The erroneous deportation of Abrego García is “truly worrying,” said the professor, because “who can say that they will not deport someone who has legal permission to live in the United States?”

Gangs and family pupusery

Abrego García said he fled from El Salvador because a gang, neighborhood 18, routinely extorted his parents’ businesses for “rent” money and threatened to kill him and his brother if the family did not comply, according to judicial documents in his case of immigration of 2019.

The family sold pupusas, the exclusive dish of El Salvador, which are flat tortilla bags that contain smoking mixtures of cheese, beans or tasty pig. Abrego García’s mother directed the business, Pupuseria Cecilia, out of her home. His father was a former police officer.

The family finally sent Abrego García’s brother to the United States, Abrego García was also sent to the United States after the gang tried to recruit repeatedly, they declared documents of the Immigration Court.

Abrego García arrived in the United States illegally from El Salvador around 2011, according to his lawyers, and went to Maryland to join his older brother, an American citizen.

The emigration of Abrego García de El Salvador was subject to an immigration hearing in October 2019 after it was arrested while looking for work and delivered to the application of immigration and customs of the United States after accusations about its gang membership.

ICE had argued against his release because the Local Police in Maryland had “verified” the membership of his gang, according to judicial records. Subsequently, Abrego García requested asylum, while his lawyer presented “voluminous” evidence that faced the threat of violence in El Salvador.

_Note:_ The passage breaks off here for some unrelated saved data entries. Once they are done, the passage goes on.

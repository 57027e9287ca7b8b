//! Engine configuration commands for CLI.
//!
//! Keys are dot-paths into `config.toml`, e.g. `escalation.offsets_hours`.

use clap::Subcommand;
use paywatch_core::{Config, ConfigError};
use serde_json::{json, Value};

use crate::common::{print_json, CliResult};

#[derive(Subcommand)]
pub enum ConfigAction {
    /// Show one value
    Get {
        /// Dot-path, e.g. "escalation.offsets_hours"
        key: String,
    },
    /// Change one value and save
    Set {
        key: String,
        /// JSON for arrays and numbers, e.g. "[0, 2, 4]"
        value: String,
    },
    /// Show the whole configuration
    List,
    /// Write the defaults back to disk
    Reset,
}

fn lookup(config: &Config, key: &str) -> Result<Value, Box<dyn std::error::Error>> {
    let root = serde_json::to_value(config)?;
    root.pointer(&format!("/{}", key.replace('.', "/")))
        .filter(|value| !value.is_object())
        .cloned()
        .ok_or_else(|| ConfigError::UnknownKey(key.to_string()).into())
}

pub fn run(action: ConfigAction) -> CliResult {
    match action {
        ConfigAction::Get { key } => {
            let value = lookup(&Config::load()?, &key)?;
            print_json(&json!({ "key": key, "value": value }))
        }
        ConfigAction::Set { key, value } => {
            let mut config = Config::load()?;
            config.set(&key, &value)?;
            let value = lookup(&config, &key)?;
            print_json(&json!({ "key": key, "value": value }))
        }
        ConfigAction::List => print_json(&Config::load()?),
        ConfigAction::Reset => {
            let config = Config::default();
            config.save()?;
            print_json(&config)
        }
    }
}
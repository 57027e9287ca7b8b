//! Crash-durable key/value store shared by the application and the engine.
//!
//! Two logical collections live in one SQLite table:
//! - `obligations`, keyed by obligation id (application-owned)
//! - `meta`, keyed by composite strings (settings, dedup ledger)
//!
//! Every call is its own transaction. There are no multi-key transactions;
//! [`DurableStore::put_if_absent`] is the single atomic claim primitive the
//! dedup ledger builds on.

use std::path::{Path, PathBuf};
use std::sync::{Arc, Mutex, MutexGuard};
use std::time::Duration;

use chrono::Utc;
use rusqlite::{params, Connection, OpenFlags, OptionalExtension};
use serde::de::DeserializeOwned;
use serde::Serialize;
use tracing::{debug, warn};

use super::data_dir;
use super::migrations::{self, MigrationStatus};
use crate::error::StoreError;

/// Logical collection within the store.
#[derive(Debug, Clone, Copy, PartialEq, Eq, Hash)]
pub enum Collection {
    Obligations,
    Meta,
}

impl Collection {
    pub fn as_str(self) -> &'static str {
        match self {
            Collection::Obligations => "obligations",
            Collection::Meta => "meta",
        }
    }
}

/// Durable key/value contract used by the engine.
pub trait DurableStore: Send + Sync {
    fn get(&self, collection: Collection, key: &str) -> Result<Option<String>, StoreError>;

    fn get_all(&self, collection: Collection) -> Result<Vec<String>, StoreError>;

    fn put(&self, collection: Collection, key: &str, value: &str) -> Result<(), StoreError>;

    /// Returns whether a record was removed.
    fn delete(&self, collection: Collection, key: &str) -> Result<bool, StoreError>;

    /// Insert only if `key` is absent. Returns `true` if this call inserted.
    fn put_if_absent(
        &self,
        collection: Collection,
        key: &str,
        value: &str,
    ) -> Result<bool, StoreError>;

    /// All `(key, value)` pairs whose key starts with `prefix`, ordered by key.
    fn entries_with_prefix(
        &self,
        collection: Collection,
        prefix: &str,
    ) -> Result<Vec<(String, String)>, StoreError>;
}

/// Typed JSON helpers over any [`DurableStore`].
pub trait StoreExt: DurableStore {
    fn get_json<T: DeserializeOwned>(
        &self,
        collection: Collection,
        key: &str,
    ) -> Result<Option<T>, StoreError> {
        match self.get(collection, key)? {
            None => Ok(None),
            Some(raw) => serde_json::from_str(&raw)
                .map(Some)
                .map_err(|e| StoreError::CorruptRecord {
                    collection: collection.as_str().to_string(),
                    key: key.to_string(),
                    message: e.to_string(),
                }),
        }
    }

    fn put_json<T: Serialize>(
        &self,
        collection: Collection,
        key: &str,
        value: &T,
    ) -> Result<(), StoreError> {
        let raw = encode(collection, key, value)?;
        self.put(collection, key, &raw)
    }

    fn put_json_if_absent<T: Serialize>(
        &self,
        collection: Collection,
        key: &str,
        value: &T,
    ) -> Result<bool, StoreError> {
        let raw = encode(collection, key, value)?;
        self.put_if_absent(collection, key, &raw)
    }

    /// Decode every record in a collection. Records that fail to decode are
    /// logged and skipped so one bad row cannot stall a whole wake.
    fn get_all_json<T: DeserializeOwned>(&self, collection: Collection) -> Result<Vec<T>, StoreError> {
        let mut out = Vec::new();
        for raw in self.get_all(collection)? {
            match serde_json::from_str(&raw) {
                Ok(v) => out.push(v),
                Err(e) => warn!(collection = collection.as_str(), error = %e, "skipping undecodable record"),
            }
        }
        Ok(out)
    }
}

impl<S: DurableStore + ?Sized> StoreExt for S {}

fn encode<T: Serialize>(collection: Collection, key: &str, value: &T) -> Result<String, StoreError> {
    serde_json::to_string(value).map_err(|e| StoreError::EncodeFailed {
        collection: collection.as_str().to_string(),
        key: key.to_string(),
        message: e.to_string(),
    })
}

/// Opens a store for one wake.
///
/// The host may tear the process down between wakes, so the dispatcher asks
/// for a store each time instead of holding one open across wakes.
pub trait OpenStore: Send + Sync {
    fn open_store(&self) -> Result<Arc<dyn DurableStore>, StoreError>;
}

impl<S: DurableStore + 'static> OpenStore for Arc<S> {
    fn open_store(&self) -> Result<Arc<dyn DurableStore>, StoreError> {
        Ok(self.clone())
    }
}

/// Opens the SQLite store at a fixed path on every wake.
#[derive(Debug, Clone)]
pub struct SqlitePath(pub PathBuf);

impl OpenStore for SqlitePath {
    fn open_store(&self) -> Result<Arc<dyn DurableStore>, StoreError> {
        Ok(Arc::new(SqliteStore::open_at(&self.0)?))
    }
}

/// SQLite-backed [`DurableStore`].
pub struct SqliteStore {
    conn: Mutex<Connection>,
    path: PathBuf,
}

impl SqliteStore {
    /// Open the store at `<data_dir>/paywatch.db`.
    ///
    /// # Errors
    /// Returns [`StoreError::Unavailable`] if the file cannot be opened,
    /// fails its integrity check, or carries a newer schema.
    pub fn open() -> Result<Self, StoreError> {
        Self::open_at(Self::default_path()?)
    }

    /// `<data_dir>/paywatch.db`.
    ///
    /// # Errors
    /// Returns [`StoreError::Unavailable`] if the data directory cannot be
    /// created.
    pub fn default_path() -> Result<PathBuf, StoreError> {
        data_dir()
            .map(|dir| dir.join("paywatch.db"))
            .map_err(|e| StoreError::Unavailable {
                path: PathBuf::from("paywatch.db"),
                reason: e.to_string(),
            })
    }

    /// Open the store at an explicit path.
    ///
    /// # Errors
    /// See [`SqliteStore::open`].
    pub fn open_at(path: impl AsRef<Path>) -> Result<Self, StoreError> {
        let path = path.as_ref().to_path_buf();
        let unavailable = |reason: String| StoreError::Unavailable {
            path: path.clone(),
            reason,
        };

        let conn = Connection::open_with_flags(
            &path,
            OpenFlags::SQLITE_OPEN_READ_WRITE | OpenFlags::SQLITE_OPEN_CREATE,
        )
        .map_err(|e| unavailable(e.to_string()))?;
        conn.busy_timeout(Duration::from_secs(5))
            .map_err(|e| unavailable(e.to_string()))?;
        conn.pragma_update_and_check(None, "journal_mode", "WAL", |row| row.get::<_, String>(0))
            .map_err(|e| unavailable(e.to_string()))?;

        Self::init(conn, path.clone())
    }

    /// Open an in-memory store (for tests and simulations).
    ///
    /// # Errors
    /// Returns an error if SQLite cannot allocate the database.
    pub fn open_memory() -> Result<Self, StoreError> {
        let path = PathBuf::from(":memory:");
        let conn = Connection::open_in_memory().map_err(|e| StoreError::Unavailable {
            path: path.clone(),
            reason: e.to_string(),
        })?;
        Self::init(conn, path)
    }

    fn init(conn: Connection, path: PathBuf) -> Result<Self, StoreError> {
        let unavailable = |reason: String| StoreError::Unavailable {
            path: path.clone(),
            reason,
        };

        let check: String = conn
            .query_row("PRAGMA quick_check", [], |row| row.get(0))
            .map_err(|e| unavailable(e.to_string()))?;
        if check != "ok" {
            return Err(unavailable(format!("integrity check failed: {check}")));
        }

        match migrations::migrate(&conn).map_err(|e| unavailable(e.to_string()))? {
            MigrationStatus::Current => {}
            MigrationStatus::Newer { found } => {
                return Err(unavailable(format!(
                    "schema version {found} is newer than supported version {}",
                    migrations::CURRENT_SCHEMA_VERSION
                )));
            }
        }

        debug!(path = %path.display(), "store opened");
        Ok(Self {
            conn: Mutex::new(conn),
            path,
        })
    }

    pub fn path(&self) -> &Path {
        &self.path
    }

    fn conn(&self) -> Result<MutexGuard<'_, Connection>, StoreError> {
        self.conn.lock().map_err(|_| StoreError::Locked)
    }
}

impl DurableStore for SqliteStore {
    fn get(&self, collection: Collection, key: &str) -> Result<Option<String>, StoreError> {
        let conn = self.conn()?;
        let value = conn
            .query_row(
                "SELECT value FROM records WHERE collection = ?1 AND key = ?2",
                params![collection.as_str(), key],
                |row| row.get::<_, String>(0),
            )
            .optional()?;
        Ok(value)
    }

    fn get_all(&self, collection: Collection) -> Result<Vec<String>, StoreError> {
        let conn = self.conn()?;
        let mut stmt =
            conn.prepare("SELECT value FROM records WHERE collection = ?1 ORDER BY key")?;
        let rows = stmt.query_map(params![collection.as_str()], |row| row.get::<_, String>(0))?;
        let mut out = Vec::new();
        for row in rows {
            out.push(row?);
        }
        Ok(out)
    }

    fn put(&self, collection: Collection, key: &str, value: &str) -> Result<(), StoreError> {
        let conn = self.conn()?;
        conn.execute(
            "INSERT OR REPLACE INTO records (collection, key, value, updated_at)
             VALUES (?1, ?2, ?3, ?4)",
            params![collection.as_str(), key, value, Utc::now().to_rfc3339()],
        )?;
        Ok(())
    }

    fn delete(&self, collection: Collection, key: &str) -> Result<bool, StoreError> {
        let conn = self.conn()?;
        let removed = conn.execute(
            "DELETE FROM records WHERE collection = ?1 AND key = ?2",
            params![collection.as_str(), key],
        )?;
        Ok(removed > 0)
    }

    fn put_if_absent(
        &self,
        collection: Collection,
        key: &str,
        value: &str,
    ) -> Result<bool, StoreError> {
        let conn = self.conn()?;
        let inserted = conn.execute(
            "INSERT OR IGNORE INTO records (collection, key, value, updated_at)
             VALUES (?1, ?2, ?3, ?4)",
            params![collection.as_str(), key, value, Utc::now().to_rfc3339()],
        )?;
        Ok(inserted == 1)
    }

    fn entries_with_prefix(
        &self,
        collection: Collection,
        prefix: &str,
    ) -> Result<Vec<(String, String)>, StoreError> {
        let conn = self.conn()?;
        let mut stmt = conn.prepare(
            "SELECT key, value FROM records
             WHERE collection = ?1 AND substr(key, 1, length(?2)) = ?2
             ORDER BY key",
        )?;
        let rows = stmt.query_map(params![collection.as_str(), prefix], |row| {
            Ok((row.get::<_, String>(0)?, row.get::<_, String>(1)?))
        })?;
        let mut out = Vec::new();
        for row in rows {
            out.push(row?);
        }
        Ok(out)
    }
}

#[cfg(test)]
mod tests {
    use super::*;
    use serde::Deserialize;

    #[derive(Debug, PartialEq, Serialize, Deserialize)]
    struct Sample {
        n: u32,
    }

    #[test]
    fn get_put_delete() {
        let store = SqliteStore::open_memory().unwrap();
        assert!(store.get(Collection::Meta, "k").unwrap().is_none());
        store.put(Collection::Meta, "k", "v1").unwrap();
        store.put(Collection::Meta, "k", "v2").unwrap();
        assert_eq!(store.get(Collection::Meta, "k").unwrap().as_deref(), Some("v2"));
        assert!(store.delete(Collection::Meta, "k").unwrap());
        assert!(!store.delete(Collection::Meta, "k").unwrap());
    }

    #[test]
    fn collections_are_separate() {
        let store = SqliteStore::open_memory().unwrap();
        store.put(Collection::Meta, "A", "meta").unwrap();
        store.put(Collection::Obligations, "A", "ob").unwrap();
        assert_eq!(store.get_all(Collection::Obligations).unwrap(), vec!["ob".to_string()]);
        assert_eq!(store.get(Collection::Meta, "A").unwrap().as_deref(), Some("meta"));
    }

    #[test]
    fn put_if_absent_claims_once() {
        let store = SqliteStore::open_memory().unwrap();
        assert!(store.put_if_absent(Collection::Meta, "claim", "first").unwrap());
        assert!(!store.put_if_absent(Collection::Meta, "claim", "second").unwrap());
        assert_eq!(store.get(Collection::Meta, "claim").unwrap().as_deref(), Some("first"));
    }

    #[test]
    fn prefix_scan_treats_wildcards_literally() {
        let store = SqliteStore::open_memory().unwrap();
        store.put(Collection::Meta, "fired:a_1", "1").unwrap();
        store.put(Collection::Meta, "fired:ab1", "2").unwrap();
        store.put(Collection::Meta, "settings", "3").unwrap();
        let entries = store.entries_with_prefix(Collection::Meta, "fired:a_").unwrap();
        assert_eq!(entries, vec![("fired:a_1".to_string(), "1".to_string())]);
        assert_eq!(store.entries_with_prefix(Collection::Meta, "fired:").unwrap().len(), 2);
    }

    #[test]
    fn json_helpers_skip_corrupt_rows() {
        let store = SqliteStore::open_memory().unwrap();
        store.put_json(Collection::Obligations, "a", &Sample { n: 1 }).unwrap();
        store.put(Collection::Obligations, "b", "{not json").unwrap();
        let all: Vec<Sample> = store.get_all_json(Collection::Obligations).unwrap();
        assert_eq!(all, vec![Sample { n: 1 }]);
        assert!(store.get_json::<Sample>(Collection::Obligations, "b").is_err());
    }

    #[test]
    fn survives_reopen() {
        let dir = tempfile::tempdir().unwrap();
        let path = dir.path().join("store.db");
        {
            let store = SqliteStore::open_at(&path).unwrap();
            assert!(store.put_if_absent(Collection::Meta, "fired:x", "1").unwrap());
        }
        let store = SqliteStore::open_at(&path).unwrap();
        assert!(!store.put_if_absent(Collection::Meta, "fired:x", "1").unwrap());
    }

    #[test]
    fn newer_schema_is_unavailable() {
        let dir = tempfile::tempdir().unwrap();
        let path = dir.path().join("store.db");
        drop(SqliteStore::open_at(&path).unwrap());
        {
            let conn = Connection::open(&path).unwrap();
            conn.execute("UPDATE schema_version SET version = 99", []).unwrap();
        }
        let err = SqliteStore::open_at(&path).err().unwrap();
        assert!(err.is_unavailable());
    }

    #[test]
    fn garbage_file_is_unavailable() {
        let dir = tempfile::tempdir().unwrap();
        let path = dir.path().join("store.db");
        std::fs::write(&path, vec![0xA5u8; 4096]).unwrap();
        let err = SqliteStore::open_at(&path).err().unwrap();
        assert!(err.is_unavailable());
    }
}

Abrego García’s lawyers also rejected MS-13’s claim, which was based on the accusations of a confidential informant, according to judicial documents. The informant claimed that Abrego García belonged to a MS-13 chapter in New York, where he had never lived.

An immigration judge denied the asylum application of Abrego García in October 2019, but gave him protection to be deported back to El Salvador. He was released and ICE did not appeal.

Later, Abrego García married Vásquez Sura, who is an American citizen, and the couple are parents of their son and their two children of a previous relationship.